Being outdoors helps children develop the curiosity that is the essence of science later in life. Time in nature helps students cultivate their independence, imagination and sense of wonder while helping them feel less stressed and more confident in themselves. That’s one reason why outdoor education and play are core components of Waldorf education.
As the world continues to become more digital and technology-driven, it’s more important than ever to ensure that children spend time outside and connect with nature. Studies have shown that time spent in nature can improve children’s physical and mental well-being and spark a lifetime of scientific curiosity.
In a recent CNN article, Professor Temple Grandin shares, “I had no idea that all the stuff I loved doing as a kid would come to inform my life’s work. I had no idea what I wanted to be when I grew up.” For Grandin and other scientists, though, playing outdoors turned out to be a life-changing opportunity.
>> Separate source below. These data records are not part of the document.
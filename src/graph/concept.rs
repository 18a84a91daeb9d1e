//! ConceptGraph: the directed feature graph of one case

use super::edge::ConceptEdge;
use super::node::ConceptNode;
use super::palette::{DEFAULT_NODE_COLOR, INTERACTIVE_NODE_COLOR};
use super::GraphError;
use indexmap::{IndexMap, IndexSet};
use serde::{Deserialize, Serialize};

/// Persisted graph shape, stored as `"Network"` in the case record
#[derive(Debug, Clone, Default, PartialEq, Eq, Serialize, Deserialize)]
pub struct NetworkData {
    #[serde(default)]
    pub nodes: Vec<NetworkNode>,
    #[serde(default)]
    pub edges: Vec<ConceptEdge>,
}

/// A persisted node; a missing color reads as the default node color
#[derive(Debug, Clone, PartialEq, Eq, Serialize, Deserialize)]
pub struct NetworkNode {
    pub id: String,
    #[serde(default = "default_color")]
    pub color: String,
}

fn default_color() -> String {
    DEFAULT_NODE_COLOR.to_string()
}

/// Directed graph keyed by feature term.
///
/// Nodes iterate in insertion order. Edges iterate by source node order,
/// then by insertion order among the source's outgoing edges. A removed
/// node or edge that is added again goes to the end.
#[derive(Debug, Clone, Default, PartialEq, Eq, Serialize, Deserialize)]
#[serde(from = "NetworkData", into = "NetworkData")]
pub struct ConceptGraph {
    nodes: IndexMap<String, ConceptNode>,
    /// source -> (target -> label)
    outgoing: IndexMap<String, IndexMap<String, String>>,
    /// target -> sources
    incoming: IndexMap<String, IndexSet<String>>,
}

impl ConceptGraph {
    pub fn new() -> Self {
        Self::default()
    }

    // === Interactive mutation ===

    /// Add a node with the interactive color. Returns false if it already exists.
    pub fn add_node(&mut self, name: impl Into<String>) -> bool {
        let name = name.into();
        if self.nodes.contains_key(&name) {
            return false;
        }
        self.insert_node(ConceptNode::new(name, INTERACTIVE_NODE_COLOR));
        true
    }

    /// Remove a node and every edge touching it
    pub fn remove_node(&mut self, name: &str) -> Result<ConceptNode, GraphError> {
        let node = self
            .nodes
            .shift_remove(name)
            .ok_or_else(|| GraphError::NodeNotFound(name.to_string()))?;

        if let Some(targets) = self.outgoing.shift_remove(name) {
            for target in targets.keys() {
                if let Some(sources) = self.incoming.get_mut(target) {
                    sources.shift_remove(name);
                }
            }
        }
        if let Some(sources) = self.incoming.shift_remove(name) {
            for source in &sources {
                if let Some(targets) = self.outgoing.get_mut(source) {
                    targets.shift_remove(name);
                }
            }
        }
        Ok(node)
    }

    /// Add an edge, or relabel it if it exists. Both endpoints must exist.
    pub fn add_edge(&mut self, from: &str, to: &str, label: impl Into<String>) -> Result<(), GraphError> {
        for endpoint in [from, to] {
            if !self.nodes.contains_key(endpoint) {
                return Err(GraphError::NodeNotFound(endpoint.to_string()));
            }
        }
        self.connect(from, to, label);
        Ok(())
    }

    pub fn remove_edge(&mut self, from: &str, to: &str) -> Result<ConceptEdge, GraphError> {
        let label = self
            .outgoing
            .get_mut(from)
            .and_then(|targets| targets.shift_remove(to))
            .ok_or_else(|| GraphError::EdgeNotFound {
                from: from.to_string(),
                to: to.to_string(),
            })?;
        if let Some(sources) = self.incoming.get_mut(to) {
            sources.shift_remove(from);
        }
        Ok(ConceptEdge::new(from, to, label))
    }

    // === Construction ===

    /// Insert a node unless a node with the same term exists
    pub(crate) fn insert_node(&mut self, node: ConceptNode) {
        if self.nodes.contains_key(&node.id) {
            return;
        }
        self.outgoing.insert(node.id.clone(), IndexMap::new());
        self.incoming.insert(node.id.clone(), IndexSet::new());
        self.nodes.insert(node.id.clone(), node);
    }

    /// Insert or relabel an edge, creating missing endpoints with the
    /// default node color.
    pub(crate) fn connect(&mut self, from: &str, to: &str, label: impl Into<String>) {
        for endpoint in [from, to] {
            self.insert_node(ConceptNode::new(endpoint, DEFAULT_NODE_COLOR));
        }
        self.outgoing
            .entry(from.to_string())
            .or_default()
            .insert(to.to_string(), label.into());
        self.incoming
            .entry(to.to_string())
            .or_default()
            .insert(from.to_string());
    }

    // === Queries ===

    pub fn node(&self, name: &str) -> Option<&ConceptNode> {
        self.nodes.get(name)
    }

    pub fn contains_node(&self, name: &str) -> bool {
        self.nodes.contains_key(name)
    }

    pub fn nodes(&self) -> impl Iterator<Item = &ConceptNode> {
        self.nodes.values()
    }

    /// Node terms in graph order
    pub fn node_ids(&self) -> impl Iterator<Item = &str> {
        self.nodes.keys().map(String::as_str)
    }

    /// Label of the edge `from -> to`, if it exists
    pub fn edge_label(&self, from: &str, to: &str) -> Option<&str> {
        self.outgoing.get(from)?.get(to).map(String::as_str)
    }

    pub fn edges(&self) -> impl Iterator<Item = ConceptEdge> + '_ {
        self.nodes.keys().flat_map(move |source| {
            self.outgoing
                .get(source)
                .into_iter()
                .flatten()
                .map(move |(target, label)| ConceptEdge::new(source.as_str(), target.as_str(), label.as_str()))
        })
    }

    /// Targets of `name`'s outgoing edges, in insertion order
    pub fn successors(&self, name: &str) -> impl Iterator<Item = &str> {
        self.outgoing
            .get(name)
            .into_iter()
            .flat_map(|targets| targets.keys().map(String::as_str))
    }

    pub fn in_degree(&self, name: &str) -> usize {
        self.incoming.get(name).map_or(0, IndexSet::len)
    }

    pub fn out_degree(&self, name: &str) -> usize {
        self.outgoing.get(name).map_or(0, IndexMap::len)
    }

    pub fn node_count(&self) -> usize {
        self.nodes.len()
    }

    pub fn edge_count(&self) -> usize {
        self.outgoing.values().map(IndexMap::len).sum()
    }

    pub fn is_empty(&self) -> bool {
        self.nodes.is_empty()
    }

    // === Persistence shape ===

    pub fn to_network(&self) -> NetworkData {
        NetworkData {
            nodes: self
                .nodes
                .values()
                .map(|n| NetworkNode {
                    id: n.id.clone(),
                    color: n.color.clone(),
                })
                .collect(),
            edges: self.edges().collect(),
        }
    }

    /// Restore a persisted graph. Edge endpoints missing from the node
    /// list are created with the default node color.
    pub fn from_network(network: &NetworkData) -> Self {
        let mut graph = Self::new();
        for node in &network.nodes {
            graph.insert_node(ConceptNode::new(node.id.as_str(), node.color.as_str()));
        }
        for edge in &network.edges {
            graph.connect(&edge.source, &edge.target, edge.label.as_str());
        }
        graph
    }
}

impl From<NetworkData> for ConceptGraph {
    fn from(network: NetworkData) -> Self {
        Self::from_network(&network)
    }
}

impl From<ConceptGraph> for NetworkData {
    fn from(graph: ConceptGraph) -> Self {
        graph.to_network()
    }
}
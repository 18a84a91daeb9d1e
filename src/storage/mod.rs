//! Storage backends for case records
//!
//! Records are persisted through the `CaseStore` trait. `JsonFileStore`
//! keeps one directory per case with a pretty-printed JSON summary;
//! `SqliteStore` keeps every case in a single database file.

mod json;
mod sqlite;
mod traits;

pub use json::JsonFileStore;
pub use sqlite::SqliteStore;
pub use traits::{image_file_name, CaseStore, OpenStore, StorageError, StorageResult};
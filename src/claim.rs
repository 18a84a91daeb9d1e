//! Claim labels

use serde::{Deserialize, Serialize};

const PREFIX: &str = "Cl_";

/// Label of one claim column, `Cl_1`, `Cl_2`, …
///
/// Serializes as a plain string. Labels read back from a hand-edited
/// record may not follow the `Cl_<n>` pattern; they are kept verbatim and
/// [`ClaimId::number`] returns `None` for them.
#[derive(Debug, Clone, PartialEq, Eq, Hash, PartialOrd, Ord, Serialize, Deserialize)]
#[serde(transparent)]
pub struct ClaimId(String);

impl ClaimId {
    /// Label for the 1-based claim number
    pub fn new(number: usize) -> Self {
        Self(format!("{PREFIX}{number}"))
    }

    /// Label for a 0-based position in a claim list
    pub fn from_position(position: usize) -> Self {
        Self::new(position + 1)
    }

    pub fn from_string(label: impl Into<String>) -> Self {
        Self(label.into())
    }

    pub fn as_str(&self) -> &str {
        &self.0
    }

    /// The 1-based claim number, if the label has the `Cl_<n>` form
    pub fn number(&self) -> Option<usize> {
        self.0.strip_prefix(PREFIX)?.parse().ok()
    }
}

impl std::fmt::Display for ClaimId {
    fn fmt(&self, f: &mut std::fmt::Formatter<'_>) -> std::fmt::Result {
        write!(f, "{}", self.0)
    }
}

/// Parses `Cl_<n>` labels as given and a bare number `n` as `Cl_<n>`
impl std::str::FromStr for ClaimId {
    type Err = String;

    fn from_str(s: &str) -> Result<Self, Self::Err> {
        let s = s.trim();
        if s.is_empty() {
            return Err("empty claim label".to_string());
        }
        Ok(match s.parse::<usize>() {
            Ok(number) => Self::new(number),
            Err(_) => Self(s.to_string()),
        })
    }
}

impl From<&str> for ClaimId {
    fn from(s: &str) -> Self {
        Self(s.to_string())
    }
}

impl From<String> for ClaimId {
    fn from(s: String) -> Self {
        Self(s)
    }
}
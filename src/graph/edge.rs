//! Directed, labelled edges between concept nodes

use serde::{Deserialize, Serialize};

/// A directed edge; at most one exists per ordered node pair
#[derive(Debug, Clone, PartialEq, Eq, Serialize, Deserialize)]
pub struct ConceptEdge {
    pub source: String,
    pub target: String,
    /// Relation label, usually a preposition ("on", "via"); may be empty
    #[serde(default)]
    pub label: String,
}

impl ConceptEdge {
    pub fn new(source: impl Into<String>, target: impl Into<String>, label: impl Into<String>) -> Self {
        Self {
            source: source.into(),
            target: target.into(),
            label: label.into(),
        }
    }
}
//! Concept graph: nodes are feature terms, edges are inferred relations

mod builder;
mod concept;
mod edge;
mod node;
mod palette;

#[cfg(test)]
mod tests;

pub use builder::build_graph;
pub use concept::{ConceptGraph, NetworkData, NetworkNode};
pub use edge::ConceptEdge;
pub use node::ConceptNode;
pub use palette::{
    ClaimColors, LegendEntry, Palette, DEFAULT_NODE_COLOR, DEFAULT_PALETTE, INTERACTIVE_NODE_COLOR,
};

use thiserror::Error;

/// Failed lookups during interactive graph editing
#[derive(Debug, Clone, PartialEq, Eq, Error)]
pub enum GraphError {
    #[error("node not found: {0}")]
    NodeNotFound(String),

    #[error("edge not found: {from} -> {to}")]
    EdgeNotFound { from: String, to: String },
}
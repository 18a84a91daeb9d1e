//! Workbench persistence through both case stores

mod common;

use claimgraph::case::fields;
use claimgraph::{
    CaseName, CaseStore, ClaimGraphError, JsonFileStore, OpenStore, Palette, SqliteStore, StorageError,
    Workbench,
};
use std::sync::Arc;
use tempfile::TempDir;

fn json_store(dir: &TempDir) -> Arc<dyn CaseStore> {
    Arc::new(JsonFileStore::new(dir.path().join("cases")).unwrap())
}

fn sqlite_store(dir: &TempDir) -> Arc<dyn CaseStore> {
    Arc::new(SqliteStore::open(dir.path().join("claimgraph.db")).unwrap())
}

/// Build a graph in one workbench, then read it back through a fresh one
fn assert_case_survives_restart(open: fn(&TempDir) -> Arc<dyn CaseStore>) {
    let dir = tempfile::tempdir().unwrap();
    let palette = Palette::default();
    let name = {
        let bench = Workbench::with_store(open(&dir));
        let name = bench.create_case("Pump case", false).unwrap();
        bench.put(&name, common::record_with_table(&common::tagged_table())).unwrap();

        let mut session = bench.open(&name).unwrap();
        session.build_graph(&palette).unwrap();
        session.save_network().unwrap();
        session.generate_markers("10UG").unwrap();
        bench.commit(&session).unwrap();
        name
    };

    let bench = Workbench::with_store(open(&dir));
    assert!(bench.is_persistent());
    assert_eq!(bench.list_cases().unwrap(), vec![name.clone()]);

    let record = bench.get_case(&name).unwrap();
    let graph = record.network().unwrap().unwrap();
    assert_eq!(graph.edge_label("a pump", "a rotor"), Some("with"));
    assert_eq!(record.markers().unwrap().unwrap().marker_count(), 3);
    assert_eq!(record.flat_table().unwrap(), Some(common::tagged_table()));
}

fn assert_image_round_trip(open: fn(&TempDir) -> Arc<dyn CaseStore>) {
    let dir = tempfile::tempdir().unwrap();
    let bench = Workbench::with_store(open(&dir));
    let name = bench.create_case("imaged", false).unwrap();

    let reference = bench.save_image(&name, b"\x89PNG\r\n").unwrap();
    assert!(reference.ends_with("appl_image_imaged.png"));
    assert_eq!(bench.get_case(&name).unwrap().appl_image(), Some(reference.as_str()));

    let fresh = Workbench::with_store(open(&dir));
    assert_eq!(fresh.load_image(&name).unwrap(), Some(b"\x89PNG\r\n".to_vec()));
}

fn assert_delete_removes_everywhere(open: fn(&TempDir) -> Arc<dyn CaseStore>) {
    let dir = tempfile::tempdir().unwrap();
    let bench = Workbench::with_store(open(&dir));
    let keep = bench.create_case("keep", false).unwrap();
    let gone = bench.create_case("drop", false).unwrap();
    bench.save_image(&gone, b"png").unwrap();

    assert!(bench.remove_case(&gone).unwrap());
    assert!(!bench.remove_case(&gone).unwrap());
    assert!(matches!(
        bench.get_case(&gone),
        Err(ClaimGraphError::Storage(StorageError::CaseNotFound(_)))
    ));

    let fresh = Workbench::with_store(open(&dir));
    assert_eq!(fresh.list_cases().unwrap(), vec![keep]);
    assert_eq!(fresh.load_image(&gone).unwrap(), None);
}

#[test]
fn json_store_case_survives_restart() {
    assert_case_survives_restart(json_store);
}

#[test]
fn sqlite_store_case_survives_restart() {
    assert_case_survives_restart(sqlite_store);
}

#[test]
fn json_store_image_round_trip() {
    assert_image_round_trip(json_store);
}

#[test]
fn sqlite_store_image_round_trip() {
    assert_image_round_trip(sqlite_store);
}

#[test]
fn json_store_delete() {
    assert_delete_removes_everywhere(json_store);
}

#[test]
fn sqlite_store_delete() {
    assert_delete_removes_everywhere(sqlite_store);
}

#[test]
fn load_all_fills_the_cache() {
    let dir = tempfile::tempdir().unwrap();
    let store = json_store(&dir);
    for raw in ["b case", "a case"] {
        store
            .save_case(&CaseName::sanitize(raw, false), &common::record_with_table(&common::tagged_table()))
            .unwrap();
    }

    let bench = Workbench::with_store(store);
    assert_eq!(bench.load_all().unwrap(), 2);
    let names: Vec<String> = bench.list_cases().unwrap().iter().map(|n| n.to_string()).collect();
    assert_eq!(names, vec!["a_case", "b_case"]);
}

#[test]
fn creating_an_existing_case_keeps_its_record() {
    let dir = tempfile::tempdir().unwrap();
    let bench = Workbench::with_store(sqlite_store(&dir));
    let name = bench.create_case("EP 42", false).unwrap();
    bench.put(&name, common::record_with_table(&common::tagged_table())).unwrap();

    let again = bench.create_case("EP 42", false).unwrap();
    assert_eq!(again, name);
    assert!(bench.get_case(&name).unwrap().get(fields::CONCATENATED_DATAFRAME).is_some());

    let unique = bench.create_case("EP 42", true).unwrap();
    assert_ne!(unique, name);
    assert!(unique.as_str().starts_with("EP_42_"));
    assert_eq!(bench.case_count().unwrap(), 2);
}

#[test]
fn in_memory_workbench_needs_no_store() {
    let (bench, name) = common::bench_with(common::record_with_table(&common::tagged_table()));
    assert!(!bench.is_persistent());
    assert_eq!(bench.load_all().unwrap(), 0);
    assert_eq!(bench.save_image(&name, b"png").unwrap(), "appl_image_test_case.png");
    assert_eq!(bench.load_image(&name).unwrap(), Some(b"png".to_vec()));
}

#[test]
fn sqlite_in_memory_store_backs_a_workbench() {
    let bench = Workbench::with_store(Arc::new(SqliteStore::open_in_memory().unwrap()));
    let name = bench.create_case("scratch", false).unwrap();
    assert!(bench.has_case(&name).unwrap());
}
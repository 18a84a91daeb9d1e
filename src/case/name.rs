//! Case names safe for use as directory and file names

use serde::{Deserialize, Serialize};
use uuid::Uuid;

/// Fallback when nothing printable survives sanitizing
const EMPTY_NAME: &str = "file";

/// A sanitized case name
///
/// Only ASCII word characters, `.` and `-` survive; runs of spaces become
/// `_`. Use [`CaseName::sanitize`] for user input; [`CaseName::from_string`]
/// trusts its input (names read back from a store).
#[derive(Debug, Clone, PartialEq, Eq, Hash, PartialOrd, Ord, Serialize, Deserialize)]
#[serde(transparent)]
pub struct CaseName(String);

impl CaseName {
    /// Sanitize a user supplied name, optionally appending a random
    /// `_xxxxxx` suffix so repeated uploads don't collide.
    pub fn sanitize(raw: &str, uuid_suffix: bool) -> Self {
        let mut name = String::with_capacity(raw.len());
        for c in raw.chars().filter_map(fold_ascii) {
            if c == ' ' {
                if !name.ends_with(' ') {
                    name.push(' ');
                }
            } else if c.is_ascii_alphanumeric() || matches!(c, '_' | '.' | '-') {
                name.push(c);
            }
        }
        let mut name = name
            .replace(' ', "_")
            .trim_matches(|c: char| c == '.' || c == '_')
            .to_string();

        if name.is_empty() {
            name = EMPTY_NAME.to_string();
        }
        if uuid_suffix {
            let hex = Uuid::new_v4().simple().to_string();
            name.push('_');
            name.push_str(&hex[..6]);
        }
        Self(name)
    }

    pub fn from_string(name: impl Into<String>) -> Self {
        Self(name.into())
    }

    pub fn as_str(&self) -> &str {
        &self.0
    }
}

/// Map a character to its unaccented ASCII base letter; other non-ASCII
/// characters are dropped.
fn fold_ascii(c: char) -> Option<char> {
    if c.is_ascii() {
        return Some(c);
    }
    let base = match c {
        'à' | 'á' | 'â' | 'ã' | 'ä' | 'å' | 'ā' | 'ă' | 'ą' => 'a',
        'À' | 'Á' | 'Â' | 'Ã' | 'Ä' | 'Å' | 'Ā' | 'Ă' | 'Ą' => 'A',
        'ç' | 'ć' | 'č' => 'c',
        'Ç' | 'Ć' | 'Č' => 'C',
        'ď' => 'd',
        'Ď' => 'D',
        'è' | 'é' | 'ê' | 'ë' | 'ē' | 'ė' | 'ę' | 'ě' => 'e',
        'È' | 'É' | 'Ê' | 'Ë' | 'Ē' | 'Ė' | 'Ę' | 'Ě' => 'E',
        'ì' | 'í' | 'î' | 'ï' | 'ī' | 'į' => 'i',
        'Ì' | 'Í' | 'Î' | 'Ï' | 'Ī' | 'Į' | 'İ' => 'I',
        'ñ' | 'ń' | 'ň' => 'n',
        'Ñ' | 'Ń' | 'Ň' => 'N',
        'ò' | 'ó' | 'ô' | 'õ' | 'ö' | 'ō' | 'ő' => 'o',
        'Ò' | 'Ó' | 'Ô' | 'Õ' | 'Ö' | 'Ō' | 'Ő' => 'O',
        'ř' => 'r',
        'Ř' => 'R',
        'ś' | 'š' | 'ş' => 's',
        'Ś' | 'Š' | 'Ş' => 'S',
        'ť' | 'ţ' => 't',
        'Ť' | 'Ţ' => 'T',
        'ù' | 'ú' | 'û' | 'ü' | 'ū' | 'ů' | 'ű' | 'ų' => 'u',
        'Ù' | 'Ú' | 'Û' | 'Ü' | 'Ū' | 'Ů' | 'Ű' | 'Ų' => 'U',
        'ý' | 'ÿ' => 'y',
        'Ý' | 'Ÿ' => 'Y',
        'ź' | 'ż' | 'ž' => 'z',
        'Ź' | 'Ż' | 'Ž' => 'Z',
        _ => return None,
    };
    Some(base)
}

impl std::fmt::Display for CaseName {
    fn fmt(&self, f: &mut std::fmt::Formatter<'_>) -> std::fmt::Result {
        write!(f, "{}", self.0)
    }
}

impl AsRef<str> for CaseName {
    fn as_ref(&self) -> &str {
        &self.0
    }
}

#[cfg(test)]
mod tests {
    use super::*;

    fn clean(raw: &str) -> String {
        CaseName::sanitize(raw, false).as_str().to_string()
    }

    #[test]
    fn replaces_whitespace_and_drops_punctuation() {
        assert_eq!(clean("EP 1234567 (draft)"), "EP_1234567_draft");
        assert_eq!(clean("a/b\\c:d"), "abcd");
        assert_eq!(clean("v1.2-rc"), "v1.2-rc");
    }

    #[test]
    fn folds_accents() {
        assert_eq!(clean("Café Müller"), "Cafe_Muller");
        assert_eq!(clean("日本 case"), "case");
    }

    #[test]
    fn strips_edge_dots_and_underscores() {
        assert_eq!(clean("  ..hidden case_ "), "hidden_case");
        assert_eq!(clean("../../etc/passwd"), "etcpasswd");
    }

    #[test]
    fn empty_becomes_file() {
        assert_eq!(clean(""), "file");
        assert_eq!(clean("?!"), "file");
        assert_eq!(clean(" _. "), "file");
    }

    #[test]
    fn uuid_suffix_is_six_hex_digits() {
        let name = CaseName::sanitize("case", true);
        let (base, suffix) = name.as_str().split_once('_').unwrap();
        assert_eq!(base, "case");
        assert_eq!(suffix.len(), 6);
        assert!(suffix.chars().all(|c| c.is_ascii_hexdigit()));
    }
}
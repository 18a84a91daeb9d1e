//! Feature table: per-claim feature columns and their flattened row form

mod feature_table;
mod flat;

pub use feature_table::{is_back_reference, FeatureColumn, FeatureTable, BACK_REFERENCE_PREFIXES};
pub use flat::{FeatureRow, FlatTable};

use crate::claim::ClaimId;
use thiserror::Error;

/// Errors from manual table edits
#[derive(Debug, Error)]
pub enum TableError {
    #[error("Claim column not found: {0}")]
    ColumnNotFound(ClaimId),

    #[error("Row out of range: {0}")]
    RowOutOfRange(usize),
}
//! Shared fixtures for the integration tests

#![allow(dead_code)]

use claimgraph::{CaseName, CaseRecord, FlatTable, Workbench};
use serde_json::json;

/// A two-claim set with reference signs and a dependent claim
pub const CLAIMS: &str = "\
1. A pump (1) comprising a rotor (2) and a housing (3).
2. The pump according to claim 1, wherein the rotor carries a blade ring.
";

/// Flat table of a tagged claim: pump -with-> rotor -in-> housing, then a
/// back-reference row linking the housing to a seal of claim 2.
pub fn tagged_table() -> FlatTable {
    serde_json::from_value(json!({
        "a_list":    ["a pump", "",     "a rotor", "",   "a housing", "",          "",   "a seal"],
        "prep_list": ["",       "with", "",        "in", "",          "",          "on", ""],
        "the_list":  ["",       "",     "",        "",   "",          "a housing", "",   ""],
        "Cl_nr":     ["Cl_1",   "",     "Cl_1",    "",   "Cl_1",      "",          "",   "Cl_2"]
    }))
    .expect("fixture table is valid")
}

/// A record whose only pipeline field is the flat table
pub fn record_with_table(table: &FlatTable) -> CaseRecord {
    let mut record = CaseRecord::new();
    record.set_flat_table(table).expect("flat table serializes");
    record
}

/// An in-memory workbench holding one case with `record`
pub fn bench_with(record: CaseRecord) -> (Workbench, CaseName) {
    let bench = Workbench::new();
    let name = bench.create_case("test case", false).expect("case is created");
    bench.put(&name, record).expect("record is stored");
    (bench, name)
}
When children observe and interact with the natural world, they can develop a deeper understanding and appreciation for the complexity and beauty of the world around them.
At the Vancouver Waldorf School, we believe that children should have ample opportunity to explore and discover the natural world. We incorporate outdoor education and nature-based activities throughout the curriculum, allowing children to develop a deep understanding of their surroundings and their place within them.
Through activities such as gardening, hiking, and exploring local ecosystems, students can develop a sense of wonder and curiosity about the natural world. This not only helps them to appreciate the beauty of the world around them, but it also encourages them to think critically about the environment and their role in preserving it.
We are committed to providing children with opportunities to explore and discover the natural world. By fostering a love of nature and a curiosity about the world around them, we can help to inspire the next generation of scientists and environmental advocates.